How long will you be liable for the debts of a company after you resign as a Director?
Once you have resigned as a Director and continued on your life’s journey whether that be at another company or into retirement, you do not want to have creditors knocking on your door chasing debts incurred by the company after you have already left.
Many people are under the mistaken understanding that simply resigning from a company as a Director ceases your liabilities and potential future liability for debts incurred by the company.
Your resignation from the company ceases your responsibility for day to day management of the company however it is possible that even after your resignation you may still be liable for certain company debts if that company is subject to external administration.
Possible Liabilities You May Face Should The Company Be Wound Up:
* Personal Guarantees – if you signed personal guarantees for creditors of the company, you need to make sure that you are removed as a guarantor when you resign to minimize your exposure to debts that the company can’t pay.
* Tax Liabilities – The ATO can issue Director Penalty Notices for unpaid liabilities to the ATO incurred while you were a Director including unpaid GST, PAYG and superannuation contributions.

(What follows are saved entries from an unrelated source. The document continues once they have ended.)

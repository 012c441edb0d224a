pub mod auth;
pub mod config;
pub mod db;
pub mod error;
pub mod gateway;
pub mod handlers;
pub mod models;
pub mod money;
pub mod services;

pub use db::create_pool;
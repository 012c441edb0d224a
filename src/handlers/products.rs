use actix_web::{HttpResponse, web};
use sea_orm::DatabaseConnection;
use uuid::Uuid;

use crate::auth::middleware::AuthenticatedUser;
use crate::error::CoreError;
use crate::models::products::UpdateStock;
use crate::services::inventory;

/// PUT /api/products/{id}/stock: owner-only stock correction.
pub async fn update_stock(
    user: AuthenticatedUser,
    db: web::Data<DatabaseConnection>,
    path: web::Path<Uuid>,
    body: web::Json<UpdateStock>,
) -> Result<HttpResponse, CoreError> {
    let product =
        inventory::update_stock(db.get_ref(), path.into_inner(), user.0.id, body.stock).await?;
    Ok(HttpResponse::Ok().json(product))
}
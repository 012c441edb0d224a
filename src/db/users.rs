use std::collections::HashMap;

use sea_orm::*;
use uuid::Uuid;

use crate::models::users::{self, Roles};

/// Insert a user row. Identity lives elsewhere; this exists for seeding.
pub async fn insert_user<C: ConnectionTrait>(
    conn: &C,
    email: &str,
    name: &str,
    role: Roles,
) -> Result<users::Model, DbErr> {
    let user = users::ActiveModel {
        id: Set(Uuid::new_v4()),
        email: Set(email.to_string()),
        name: Set(name.to_string()),
        phone: Set(None),
        role: Set(role),
        bank_name: Set(None),
        bank_account_number: Set(None),
        bank_account_name: Set(None),
        created_at: Set(chrono::Utc::now()),
        updated_at: Set(None),
    };

    user.insert(conn).await
}

/// Fetch a single user by ID.
pub async fn get_user_by_id<C: ConnectionTrait>(
    conn: &C,
    id: Uuid,
) -> Result<Option<users::Model>, DbErr> {
    users::Entity::find_by_id(id).one(conn).await
}

/// Fetch several users at once, keyed by ID.
pub async fn get_users_by_ids<C: ConnectionTrait>(
    conn: &C,
    ids: impl IntoIterator<Item = Uuid>,
) -> Result<HashMap<Uuid, users::Model>, DbErr> {
    let ids: Vec<Uuid> = ids.into_iter().collect();
    if ids.is_empty() {
        return Ok(HashMap::new());
    }

    let rows = users::Entity::find()
        .filter(users::Column::Id.is_in(ids))
        .all(conn)
        .await?;

    Ok(rows.into_iter().map(|u| (u.id, u)).collect())
}

/// `SELECT … FOR UPDATE` on a user row; serializes hiring decisions per worker.
pub async fn lock_user<C: ConnectionTrait>(
    conn: &C,
    id: Uuid,
) -> Result<Option<users::Model>, DbErr> {
    users::Entity::find_by_id(id)
        .lock_exclusive()
        .one(conn)
        .await
}
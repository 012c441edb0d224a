use chrono::Utc;
use sea_orm::{DatabaseConnection, TransactionTrait};
use serde::Serialize;
use serde_json::Value;
use tracing::{error, info, warn};
use uuid::Uuid;

use super::PaymentOrchestrator;
use super::settlement::{self, PaymentDetails};
use crate::db::webhook_logs::{self as log_db, NewWebhookLog};
use crate::db::{commerce as commerce_db, invoices as invoice_db};
use crate::error::{CoreError, CoreResult};
use crate::gateway::{Notification, Outcome, PaymentGateway, signature};
use crate::models::invoices::{self, Obligation, ObligationType};
use crate::models::ecommerce_payments;
use crate::money::Money;

/// How a callback was handled. Every variant answers 200.
#[derive(Debug, Clone, Copy, PartialEq, Eq, Serialize)]
#[serde(rename_all = "snake_case")]
pub enum WebhookAck {
    /// The obligation transitioned to paid.
    Paid,
    /// The obligation transitioned to failed.
    Failed,
    /// Non-terminal status; the obligation stays pending.
    Held,
    /// An earlier callback for this order was already processed.
    Duplicate,
    /// The obligation had already left pending.
    AlreadySettled,
    /// Money was captured for an obligation that had already failed.
    LatePayment,
    UnknownOrder,
    /// Signed correctly but inconsistent with the obligation.
    Rejected,
}

impl WebhookAck {
    fn is_terminal(self) -> bool {
        matches!(self, WebhookAck::Paid | WebhookAck::Failed)
    }
}

fn field(value: &Value, key: &str) -> String {
    match value.get(key) {
        Some(Value::String(s)) => s.clone(),
        Some(Value::Null) | None => String::new(),
        Some(other) => other.to_string(),
    }
}

fn check_amount(notification: &Notification, expected: Money) -> CoreResult<()> {
    match notification.gross_minor() {
        Some(gross) if gross == expected.minor() => Ok(()),
        _ => Err(CoreError::IntegrityViolation(format!(
            "gross_amount {} does not match obligation total {} ({} minor units)",
            notification.gross_amount,
            expected,
            expected.minor()
        ))),
    }
}

impl<G: PaymentGateway> PaymentOrchestrator<G> {
    /// Consume one gateway callback.
    ///
    /// The raw callback is logged before anything else. A bad signature is
    /// `Unauthorized` and an unparseable body `InvalidInput`; store failures
    /// propagate so the gateway retries. Everything else is acknowledged.
    pub async fn handle_webhook(
        &self,
        db: &DatabaseConnection,
        raw_body: &str,
        headers: String,
    ) -> CoreResult<WebhookAck> {
        let provider = self.gateway.provider().to_string();

        let value: Value = match serde_json::from_str(raw_body) {
            Ok(value) => value,
            Err(e) => {
                let message = format!("malformed callback body: {e}");
                log_db::insert_log(
                    db,
                    NewWebhookLog {
                        provider,
                        raw_body: raw_body.to_string(),
                        headers,
                        error: Some(message.clone()),
                        ..Default::default()
                    },
                )
                .await?;
                warn!("{message}");
                return Err(CoreError::InvalidInput(message));
            }
        };

        let mut entry = NewWebhookLog {
            provider: provider.clone(),
            order_id: field(&value, "order_id"),
            transaction_status: field(&value, "transaction_status"),
            fraud_status: value
                .get("fraud_status")
                .and_then(Value::as_str)
                .map(str::to_string),
            status_code: field(&value, "status_code"),
            gross_amount: field(&value, "gross_amount"),
            signature_key: field(&value, "signature_key"),
            signature_valid: false,
            raw_body: raw_body.to_string(),
            headers,
            parsed_body: Some(value.to_string()),
            error: None,
        };

        let notification: Notification = match serde_json::from_value(value) {
            Ok(n) => n,
            Err(e) => {
                let message = format!("callback is missing required fields: {e}");
                entry.error = Some(message.clone());
                log_db::insert_log(db, entry).await?;
                warn!("{message}");
                return Err(CoreError::InvalidInput(message));
            }
        };

        entry.signature_valid = signature::verify(
            &notification.order_id,
            &notification.status_code,
            &notification.gross_amount,
            self.gateway.server_key(),
            &notification.signature_key,
        );
        let signature_valid = entry.signature_valid;
        let log = log_db::insert_log(db, entry).await?;

        if !signature_valid {
            warn!(order_id = %notification.order_id, log_id = %log.id, "Callback signature mismatch");
            return Err(CoreError::Unauthorized(
                "invalid callback signature".to_string(),
            ));
        }

        if log_db::has_processed_log(db, &provider, &notification.order_id).await? {
            info!(order_id = %notification.order_id, "Duplicate callback ignored");
            return Ok(WebhookAck::Duplicate);
        }

        match self.apply_notification(db, &notification).await {
            Ok(ack) => {
                if ack.is_terminal() {
                    log_db::mark_processed(db, log).await?;
                } else if ack == WebhookAck::UnknownOrder {
                    log_db::record_error(db, log, "unknown order_id".to_string()).await?;
                } else if ack == WebhookAck::LatePayment {
                    log_db::record_error(
                        db,
                        log,
                        "payment captured after the obligation failed".to_string(),
                    )
                    .await?;
                }
                Ok(ack)
            }
            Err(CoreError::IntegrityViolation(message)) => {
                error!(
                    order_id = %notification.order_id,
                    error = %message,
                    "Callback rejected as inconsistent"
                );
                log_db::record_error(db, log, message).await?;
                Ok(WebhookAck::Rejected)
            }
            Err(e) => {
                log_db::record_error(db, log, e.to_string()).await?;
                Err(e)
            }
        }
    }

    /// Apply the callback's outcome under a row lock on the obligation.
    async fn apply_notification(
        &self,
        db: &DatabaseConnection,
        notification: &Notification,
    ) -> CoreResult<WebhookAck> {
        let Ok(order_id) = Uuid::parse_str(&notification.order_id) else {
            warn!(order_id = %notification.order_id, "Callback for an unknown order");
            return Ok(WebhookAck::UnknownOrder);
        };

        let outcome = notification.outcome();
        let details = PaymentDetails {
            method: notification
                .payment_type
                .clone()
                .unwrap_or_else(|| "unknown".to_string()),
            reference: notification.reference(),
        };
        let now = Utc::now();

        let txn = db.begin().await?;

        if let Some(invoice) = invoice_db::lock_invoice(&txn, order_id).await? {
            if invoice.obligation_type == ObligationType::Ecommerce {
                warn!(invoice_id = %invoice.id, "E-commerce callback keyed by invoice id");
                return Ok(WebhookAck::UnknownOrder);
            }
            if invoice.status != invoices::Status::Pending {
                if outcome == Outcome::Paid && invoice.status == invoices::Status::Failed {
                    error!(
                        invoice_id = %invoice.id,
                        gross_amount = %notification.gross_amount,
                        "Payment captured for a failed invoice"
                    );
                    return Ok(WebhookAck::LatePayment);
                }
                info!(invoice_id = %invoice.id, status = ?invoice.status, "Invoice already settled");
                return Ok(WebhookAck::AlreadySettled);
            }

            let ack = match outcome {
                Outcome::Hold => return Ok(WebhookAck::Held),
                Outcome::Paid => {
                    check_amount(notification, invoice.total_amount)?;
                    settlement::settle_invoice(&txn, invoice, &details, now).await?;
                    WebhookAck::Paid
                }
                Outcome::Failed => {
                    settlement::fail_invoice(&txn, invoice).await?;
                    WebhookAck::Failed
                }
            };
            txn.commit().await?;
            return Ok(ack);
        }

        if let Some(payment) = commerce_db::lock_payment(&txn, order_id).await? {
            if payment.status != ecommerce_payments::Status::Pending {
                if outcome == Outcome::Paid && payment.status == ecommerce_payments::Status::Failed {
                    error!(
                        payment_id = %payment.id,
                        gross_amount = %notification.gross_amount,
                        "Payment captured for a failed checkout"
                    );
                    return Ok(WebhookAck::LatePayment);
                }
                info!(payment_id = %payment.id, status = ?payment.status, "Payment already settled");
                return Ok(WebhookAck::AlreadySettled);
            }
            let invoice =
                invoice_db::lock_pending_invoice_for(&txn, Obligation::ecommerce(payment.id))
                    .await?;

            let ack = match outcome {
                Outcome::Hold => return Ok(WebhookAck::Held),
                Outcome::Paid => {
                    check_amount(notification, payment.grand_total)?;
                    let invoice = invoice.ok_or_else(|| {
                        CoreError::IntegrityViolation(format!(
                            "payment {} has no pending invoice",
                            payment.id
                        ))
                    })?;
                    settlement::settle_payment(
                        &txn,
                        self.invoices.policy(),
                        payment,
                        invoice,
                        &details,
                        now,
                    )
                    .await?;
                    WebhookAck::Paid
                }
                Outcome::Failed => {
                    settlement::fail_payment(&txn, payment, invoice).await?;
                    WebhookAck::Failed
                }
            };
            txn.commit().await?;
            return Ok(ack);
        }

        warn!(order_id = %order_id, "Callback for an unknown order");
        Ok(WebhookAck::UnknownOrder)
    }
}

* Insolvent Trading – Directors can be made personally liable for outstanding debts incurred by a company when it is deemed to be insolvent pursuant to section 588G of the Corporations Act 2001.
* Unreasonable Transactions – a Director can be held liable for causing the company to enter into transactions that unfairly exhaust company assets or which were not in the company’s best interest. Liquidators have the power to review company transactions that date back up to 6 years prior to the commencement of the winding up of the company. Liquidators can pursue directors for insolvent trading within 6 years from the date the liquidation commences. A liquidator can make a claim for Breach of Director Duties for breaching statutory duties such as diligence, care and good faith that have a 6 year limitation period.
You may also be held liable for voidable transactions which include unfair preference payments, uncommercial deals and unreasonable director transactions.